Мысли Габриэль были прерваны её прибытием в квартиру. С самого начала она осознала, что так много думала, что совершенно не обращала внимания на то, куда она шла.
≪К счастью, я не попала в подземелья≫. — Она нервно вздохнула, медленно входя в свои покои, бабочки, танцующие в её животе, вызывали у неё лёгкую тошноту.
Моргейна была права; она должна была вскоре сказать Зене. Теперь, когда она пошла навестить целителя, дворцовая мельница сплетен затихла.
Королева положила свёрток для Джаррода на стол вместе с другими подарками. Она ясно дала понять, что Джаррод будет принимать подарки только от людей, которых он знает. Мальчику было уже достаточно трудно приспособиться, не подвергая его королевскую задницу, поцелуи, несомненно, подстегнули бы его. Оказалось, что никого нет дома, поэтому Габриэль схватила свой плащ с крючка у двери и накинула его себе на плечи, закрепив на шее. Она распахнула тяжёлые ворота, затем двери на балкон и вышла на холодный зимний воздух. Её взгляд был прикован к углу двора, где гонялись Автолик и Палаемон с дюжиной или около того детей, которые праздновали день рождения Джаррода вместе с ним. Она почувствовала боль в груди, когда увидела, что её возлюбленная неловко стоит рядом. Даже с такого расстояния она могла видеть по позе Зены, что высокая женщина хотела присоединиться, но не знала, как. Затем Завоеватель получила удар по голове снежком, брошенным Автоликом. Габриэль засмеялась, когда мужчина поднял руки, чтобы Зена точно знала, кто это сделал. Она не могла слышать, что он говорил. Но Габриэль была уверена, что он хвастается тем, что у него нет большого пальца, только один глаз и что он всё ещё может поразить свою цель.

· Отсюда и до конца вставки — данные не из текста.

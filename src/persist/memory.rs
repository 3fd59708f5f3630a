use std::sync::{Mutex, MutexGuard};

use async_trait::async_trait;
use chrono::Utc;

use crate::model::{OrderContext, Space, SpaceId, SpacePatch, Task, TaskId, TaskPatch};
use crate::persist::server::ServerState;
use crate::persist::{CreatedTask, NewTask, Persistence, PersistenceError, TaskUpdate};
use crate::store::Store;

/// In-process server emulation with failure injection.
pub struct MemoryBackend {
    state: Mutex<ServerState>,
    faults: Mutex<Faults>,
}

#[derive(Debug, Default)]
struct Faults {
    /// Fail this many upcoming requests, whatever they are
    next: usize,
    /// Fail every request of these kinds until cleared
    kinds: Vec<&'static str>,
    /// Kinds of every request received, failed ones included
    log: Vec<&'static str>,
}

impl MemoryBackend {
    pub fn new(limit: usize) -> Self {
        MemoryBackend {
            state: Mutex::new(ServerState::new(limit)),
            faults: Mutex::new(Faults::default()),
        }
    }

    /// Make the next `n` requests fail
    pub fn fail_next(&self, n: usize) {
        if let Ok(mut f) = self.faults.lock() {
            f.next = n;
        }
    }

    /// Make every request of `kind` (see `Request::kind`) fail until cleared
    pub fn fail_kind(&self, kind: &'static str) {
        if let Ok(mut f) = self.faults.lock() {
            f.kinds.push(kind);
        }
    }

    pub fn clear_faults(&self) {
        if let Ok(mut f) = self.faults.lock() {
            f.next = 0;
            f.kinds.clear();
        }
    }

    /// Kinds of all requests received so far, in arrival order
    pub fn request_log(&self) -> Vec<&'static str> {
        self.faults.lock().map(|f| f.log.clone()).unwrap_or_default()
    }

    /// Copy of the server's store
    pub fn snapshot(&self) -> Store {
        self.state
            .lock()
            .map(|s| s.store().clone())
            .unwrap_or_default()
    }

    fn admit(&self, kind: &'static str) -> Result<MutexGuard<'_, ServerState>, PersistenceError> {
        {
            let mut f = self
                .faults
                .lock()
                .map_err(|_| PersistenceError::Unavailable("fault table poisoned".into()))?;
            f.log.push(kind);
            if f.next > 0 {
                f.next -= 1;
                return Err(PersistenceError::Unavailable(format!("injected failure ({kind})")));
            }
            if f.kinds.contains(&kind) {
                return Err(PersistenceError::Unavailable(format!("injected failure ({kind})")));
            }
        }
        self.state
            .lock()
            .map_err(|_| PersistenceError::Unavailable("server state poisoned".into()))
    }
}

impl Default for MemoryBackend {
    fn default() -> Self {
        MemoryBackend::new(crate::model::LimitsConfig::default().max_tasks_per_space)
    }
}

#[async_trait]
impl Persistence for MemoryBackend {
    async fn list_spaces(&self) -> Result<Vec<Space>, PersistenceError> {
        Ok(self.admit("list_spaces")?.list_spaces())
    }

    async fn fetch_tasks(&self, space: &SpaceId) -> Result<Vec<Task>, PersistenceError> {
        self.admit("fetch_tasks")?.fetch_tasks(space)
    }

    async fn create_task(&self, tree: NewTask) -> Result<Vec<CreatedTask>, PersistenceError> {
        self.admit("create_task")?.create_task(tree, Utc::now())
    }

    async fn update_task(&self, id: &TaskId, patch: &TaskPatch) -> Result<Task, PersistenceError> {
        self.admit("update_task")?.update_task(id, patch, Utc::now())
    }

    async fn update_tasks(&self, updates: &[TaskUpdate]) -> Result<(), PersistenceError> {
        self.admit("update_tasks")?.update_tasks(updates, Utc::now())
    }

    async fn delete_task(&self, id: &TaskId) -> Result<Vec<TaskId>, PersistenceError> {
        self.admit("delete_task")?.delete_task(id)
    }

    async fn create_space(&self, name: &str, color: &str) -> Result<Space, PersistenceError> {
        self.admit("create_space")?.create_space(name, color)
    }

    async fn update_space(&self, id: &SpaceId, patch: &SpacePatch) -> Result<Space, PersistenceError> {
        self.admit("update_space")?.update_space(id, patch)
    }

    async fn delete_space(&self, id: &SpaceId) -> Result<(), PersistenceError> {
        self.admit("delete_space")?.delete_space(id)
    }

    async fn persist_order(&self, ctx: &OrderContext, ids: &[TaskId]) -> Result<(), PersistenceError> {
        self.admit("persist_order")?.persist_order(ctx, ids)
    }
}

Получив прямой вызов, Зена отбросила формальность, которая была результатом нескольких лет одиночества и лет завоеваний, и присоединилась к остальным в их игре, сосредоточившись на некоем и теперь внезапно сокрушающемся воришке.
≪За это тебя ждёт крепкий поцелуй, Автолик≫. — Габриэль улыбнулась.
Зена прошла долгий путь. Но Завоевателю ещё предстояло пройти долгий путь. Всё сделать. Рядом с смеющимися детьми сидела Нисса и держала наготове горячий чай. Афродита заверила Габриэль, что память молодой женщины была стёрта из-за влияния Афины, и единственное, что она помнила, — это её преданность тому, чтобы быть наставницей Джаррода. Одного этого было недостаточно, чтобы убедить Габриэль или Зену, что Ниссу нужно пощадить. Не после того, через что они прошли. Но когда Афродита объяснила степень участия Афины и многочисленные луны жестоких игр разума, в которые она играла на Ниссе, чтобы получить её согласие, ни она, ни Зена не могли найти в своих сердцах зла. Молодая женщина была пешкой Афины и никогда не питала к Зене никакой злобы.